127 часов. Между молотом и наковальней - Арон Ральстон Страница 68
127 часов. Между молотом и наковальней - Арон Ральстон читать онлайн бесплатно
Я стою в дверном проеме, я чувствую себя как дома, но не могу ни с кем заговорить. Они существуют в другом пространстве. Мы можем видеть друг друга, но я отличаюсь от них, я реален, они — нет. Мои друзья смотрят на меня, прервав свои беседы, как будто услышали то, что я думаю, и дают общий мысленный ответ: «Мы здесь, когда бы ни понадобились. Когда ты будешь готов, мы станем настоящими».
Я обижен. «Куда я попал? Что происходит со мной? Неужели это все творится только в моей голове? Я брежу? Как это все может быть, если я не сплю? Если это не сон, что это?» Я пытаюсь понять, сплю ли я. Я вполне уверен, что не терял сознания и не засыпал. Мышечный контроль остается прежним, иначе я подскочил бы уже от сильной боли в правой руке. Нет, конечно, этот мир, открывшийся передо мной, более абстрактен, чем повседневное сознание, но это и не вполне мир снов. Каким-то образом мне удается оставлять тело в каньоне и одновременно покидать его.

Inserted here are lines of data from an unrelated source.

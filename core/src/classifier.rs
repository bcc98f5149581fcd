//! Minimal-pair contrast classification.
//!
//! Two parsed words form a minimal pair when they differ by exactly one
//! contrastive unit:
//!
//! - **phoneme**: one phone symbol in one syllable (same length);
//! - **chroneme**: the length of phones in one syllable, symbols unchanged;
//! - **stress**: only the stress marks differ.
//!
//! Kinds are tried in that order and the first match wins.
use std::fmt;

use serde::{Deserialize, Serialize};

use crate::filter::FilterPairs;
use crate::phonology::{self, Phone, Syllable};
use crate::word::Word;
use crate::Config;

/// The kind of contrast a pair of words shows.
#[derive(Debug, Clone, Copy, Default, PartialEq, Eq, Hash, Serialize, Deserialize)]
#[serde(rename_all = "lowercase")]
pub enum Contrast {
    #[default]
    None,
    Phoneme,
    Chroneme,
    Stress,
}

impl Contrast {
    pub fn as_str(self) -> &'static str {
        match self {
            Contrast::None => "none",
            Contrast::Phoneme => "phoneme",
            Contrast::Chroneme => "chroneme",
            Contrast::Stress => "stress",
        }
    }

    pub fn is_none(self) -> bool {
        self == Contrast::None
    }
}

impl fmt::Display for Contrast {
    fn fmt(&self, f: &mut fmt::Formatter<'_>) -> fmt::Result {
        f.write_str(self.as_str())
    }
}

/// Where two words differ and what the differing units look like.
#[derive(Debug, Clone, PartialEq, Eq, Serialize)]
pub struct Difference {
    pub contrast: Contrast,
    /// 0-based syllable index; `None` for stress contrasts, which span the
    /// whole word.
    pub syllable: Option<usize>,
    pub first: String,
    pub second: String,
}

impl fmt::Display for Difference {
    fn fmt(&self, f: &mut fmt::Formatter<'_>) -> fmt::Result {
        match self.syllable {
            Some(i) => write!(
                f,
                "{} contrast in syllable {}: {} / {}",
                self.contrast,
                i + 1,
                self.first,
                self.second
            ),
            None => write!(
                f,
                "{} contrast: {} / {}",
                self.contrast, self.first, self.second
            ),
        }
    }
}

/// Decides whether two words form a minimal pair.
#[derive(Debug, Clone)]
pub struct Classifier {
    optimise: bool,
    keep_phonemes: bool,
    keep_chronemes: bool,
    keep_stress: bool,
    filter: FilterPairs,
}

impl Default for Classifier {
    fn default() -> Self {
        Self::new(&Config::default())
    }
}

impl Classifier {
    pub fn new(cfg: &Config) -> Self {
        Self::with_filter_pairs(cfg, cfg.filter_pairs())
    }

    pub fn with_filter_pairs(cfg: &Config, filter: FilterPairs) -> Self {
        Self {
            optimise: cfg.optimise,
            keep_phonemes: cfg.keep_phonemes,
            keep_chronemes: cfg.keep_chronemes,
            keep_stress: cfg.keep_stress,
            filter,
        }
    }

    pub fn filter_pairs(&self) -> &FilterPairs {
        &self.filter
    }

    pub fn set_filter_pairs(&mut self, filter: FilterPairs) {
        self.filter = filter;
    }

    /// True if at least one contrast kind is enabled.
    pub fn keeps_any(&self) -> bool {
        self.keep_phonemes || self.keep_chronemes || self.keep_stress
    }

    /// The contrast between two words, `Contrast::None` if they are not a
    /// minimal pair of any enabled kind.
    ///
    /// # Example
    /// ```
    /// use minpair_core::{Classifier, Config, Contrast, Word};
    ///
    /// let classifier = Classifier::new(&Config {
    ///     optimise: false,
    ///     ..Config::default()
    /// });
    /// let bar = Word::new("bar", "/barˈbaz/");
    /// let bam = Word::new("bam", "/bamˈbaz/");
    /// let long = Word::new("long", "/ba:rˈbaz/");
    /// assert_eq!(classifier.classify(&bar, &bam), Contrast::Phoneme);
    /// assert_eq!(classifier.classify(&bar, &long), Contrast::Chroneme);
    /// assert_eq!(classifier.classify(&bam, &long), Contrast::None);
    /// ```
    pub fn classify(&self, a: &Word, b: &Word) -> Contrast {
        self.classify_phonology(a.phonology(), b.phonology())
    }

    pub fn classify_phonology(&self, a: &[Syllable], b: &[Syllable]) -> Contrast {
        if a.is_empty() || b.is_empty() {
            return Contrast::None;
        }
        if self.keep_phonemes && self.has_phoneme_contrast(a, b) {
            Contrast::Phoneme
        } else if self.keep_chronemes && self.has_chroneme_contrast(a, b) {
            Contrast::Chroneme
        } else if self.keep_stress && self.has_stress_contrast(a, b) {
            Contrast::Stress
        } else {
            Contrast::None
        }
    }

    /// Phoneme contrast, restricted to filter pairs when optimising.
    pub fn has_phoneme_contrast(&self, a: &[Syllable], b: &[Syllable]) -> bool {
        match phoneme_difference(a, b) {
            Some((_, pa, pb)) => !self.optimise || self.filter.contains(pa.symbol(), pb.symbol()),
            None => false,
        }
    }

    pub fn has_chroneme_contrast(&self, a: &[Syllable], b: &[Syllable]) -> bool {
        chroneme_difference(a, b).is_some()
    }

    pub fn has_stress_contrast(&self, a: &[Syllable], b: &[Syllable]) -> bool {
        stress_difference(a, b)
    }

    /// The contrast `classify` would report, with the units that differ.
    pub fn explain(&self, a: &Word, b: &Word) -> Option<Difference> {
        self.explain_phonology(a.phonology(), b.phonology())
    }

    pub fn explain_phonology(&self, a: &[Syllable], b: &[Syllable]) -> Option<Difference> {
        match self.classify_phonology(a, b) {
            Contrast::None => None,
            Contrast::Phoneme => {
                let (i, pa, pb) = phoneme_difference(a, b)?;
                Some(Difference {
                    contrast: Contrast::Phoneme,
                    syllable: Some(i),
                    first: pa.to_string(),
                    second: pb.to_string(),
                })
            }
            Contrast::Chroneme => {
                let i = chroneme_difference(a, b)?;
                Some(Difference {
                    contrast: Contrast::Chroneme,
                    syllable: Some(i),
                    first: a[i].to_string(),
                    second: b[i].to_string(),
                })
            }
            Contrast::Stress => Some(Difference {
                contrast: Contrast::Stress,
                syllable: None,
                first: phonology::stress_pattern(a),
                second: phonology::stress_pattern(b),
            }),
        }
    }
}

/// Index of the only syllable that differs, if exactly one does.
pub fn single_differing_syllable(a: &[Syllable], b: &[Syllable]) -> Option<usize> {
    if a.len() != b.len() {
        return None;
    }
    let mut differing = a.iter().zip(b).enumerate().filter(|(_, (x, y))| x != y);
    let (i, _) = differing.next()?;
    if differing.next().is_some() {
        return None;
    }
    Some(i)
}

/// The single phone substitution between two phonologies, ignoring filters.
///
/// Returns the syllable index and the two phones. The substituted phones
/// must agree on length; the stress of that syllable is not compared.
pub fn phoneme_difference<'a>(
    a: &'a [Syllable],
    b: &'a [Syllable],
) -> Option<(usize, &'a Phone, &'a Phone)> {
    let i = single_differing_syllable(a, b)?;
    let (sa, sb) = (&a[i], &b[i]);
    if sa.len() != sb.len() {
        return None;
    }

    let mut differing = sa
        .phones()
        .iter()
        .zip(sb.phones())
        .filter(|(pa, pb)| pa != pb);
    let (pa, pb) = differing.next()?;
    if differing.next().is_some() || pa.is_long() != pb.is_long() {
        return None;
    }
    Some((i, pa, pb))
}

/// Index of the syllable whose phone lengths alone differ.
///
/// Every syllable must have the same symbols; length differences must be
/// confined to one syllable and stress must match there.
pub fn chroneme_difference(a: &[Syllable], b: &[Syllable]) -> Option<usize> {
    let i = single_differing_syllable(a, b)?;
    let (sa, sb) = (&a[i], &b[i]);
    if sa.stress() != sb.stress() || !sa.same_symbols(sb) {
        return None;
    }
    Some(i)
}

/// Same phones everywhere, different stress placement.
pub fn stress_difference(a: &[Syllable], b: &[Syllable]) -> bool {
    if a.is_empty() || a.len() != b.len() {
        return false;
    }
    let same_phones = a.iter().zip(b).all(|(x, y)| x.phones() == y.phones());
    same_phones && a.iter().zip(b).any(|(x, y)| x.stress() != y.stress())
}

Больше всего я требую подтверждения тому, что именно реально, но, прежде чем я успеваю найти ответы, мой ум забывает вопросы, которые только что задал. Органы чувств дают мне реалистичную информацию о том, что мир галлюцинаций действительно существует. Я могу подойти и коснуться стен и мебели в этой комнате, полной друзей. Я чувствую запах ароматических свечей, горящих на журнальном столике. Ощущаю дуновение ветра, когда кто-то открывает стеклянную дверь во внутренний дворик и выходит наружу. Но, несмотря на то что большая часть окружающего весьма и весьма убедительна, все кажется таким, будто я смотрю с темной стороны одностороннего зеркала. Я вижу происходящее, но не могу участвовать ни в каких событиях. Могу пошевелить только головой и руками, ноги заклинило в коленях. А эта открывающаяся стена в каньоне? Полный бред.
В конечном счете я возвращаюсь в тело, предсказуемо сотрясающееся от судорог. Еще целый час я вожусь со всеми веревками, обертками и мешком и только потом снова покидаю каньон. На сей раз я следую за мужчиной, которого сразу же узнаю, — это мой лучший школьный друг Джон Хейнрих. Я вижу, как мой дух поднимается над укутанной спиной и мешком от веревки, в который засунута моя голова. Мы снова проходим через подвижную дверь каньона, как я уже дважды делал, и попадаем в маленькую, темную, тесно заставленную квадратную комнату, где свободного пространства ровно столько, чтобы мы могли стоять, не задевая друг друга. В комнате абсолютно темно, за исключением полосы яркого света, отражающейся с грубого бетонного пола. Джон, видимо, засунул куда-то ключ, которым можно было бы отпереть дверь. Он нажимает кнопку выключателя. С трех сторон от нас появляются узкие металлические полки, полные чистящих средств, в углу с левой стороны от меня стоит веревочная швабра. Мы находимся в уборщицкой бытовке. Откуда-то я знаю, что бытовка находится в больнице, а не в офисном здании или школе, и мои надежды разгораются с дикой силой.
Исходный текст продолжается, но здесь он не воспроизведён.